Department of Energy security forces and local law enforcement on Monday fatally shot an unidentified man who drove through a security gate at the Nevada National Security Site (NNSS), the agency said in a press release.
The man “failed to stop” his car at a gate in Mercury, Nev., then led NNSS security protective forces and Nye County Sheriff’s deputies on an 8-mile chase into the site, which at 1,360 square miles in size is larger than Rhode Island.
The man eventually stopped and exited his car, and approached the agency and local law enforcement officers “with a cylindrical object in-hand [sic],” according to a statement from the Nevada Site Office of the Department of Energy’s National Nuclear Security Administration (NNSA).

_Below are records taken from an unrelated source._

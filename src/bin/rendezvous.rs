//! Blocking rendezvous: send 0..4 over an unbuffered channel.
//!
//! Run with: cargo run --bin rendezvous

use chanselect::demo::{rendezvous, DemoError, Transcript};
use chanselect::{init_tracing, DemoConfig};

#[tokio::main]
async fn main() -> Result<(), DemoError> {
    init_tracing();
    let config = DemoConfig::from_env()?;
    rendezvous::run(config.rendezvous.count, config.stall(), &Transcript::stdout()).await?;
    Ok(())
}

Personnel from both agencies fired on the man, who died on-site, the release says. The department did not specify how many times the man was shot.
An NNSA spokesperson in Nevada said that the “Nye County Sheriff Office is responsible for law enforcement on the NNSS, thus their involvement.” The chase and shooting took place on the federal property, the agency spokesperson said.
The semiautonomous NNSA oversees the Nevada National Security Site for the Department of Energy. The facility is the former Nevada Test Site, once used for above-ground and subterranean nuclear-explosive tests.
SOC, of Chantilly, Va., holds the protective forces contract at NNSS, under a contract awarded in 2018 and worth up to $200 million over five years, with options. The contract is separate from Mission Support and Test Services’ NNSS site management and operations contract, which was awarded in 2017 and worth up to $5 billion over 10 years, with options.
SOC also provides protective forces at the Y-12 National Security Complex in Tennessee as a partner on the Bechtel-led prime contractor for that site, Consolidated Nuclear Security. SOC’s Y-12 work is contractually separate from its work at NNSS.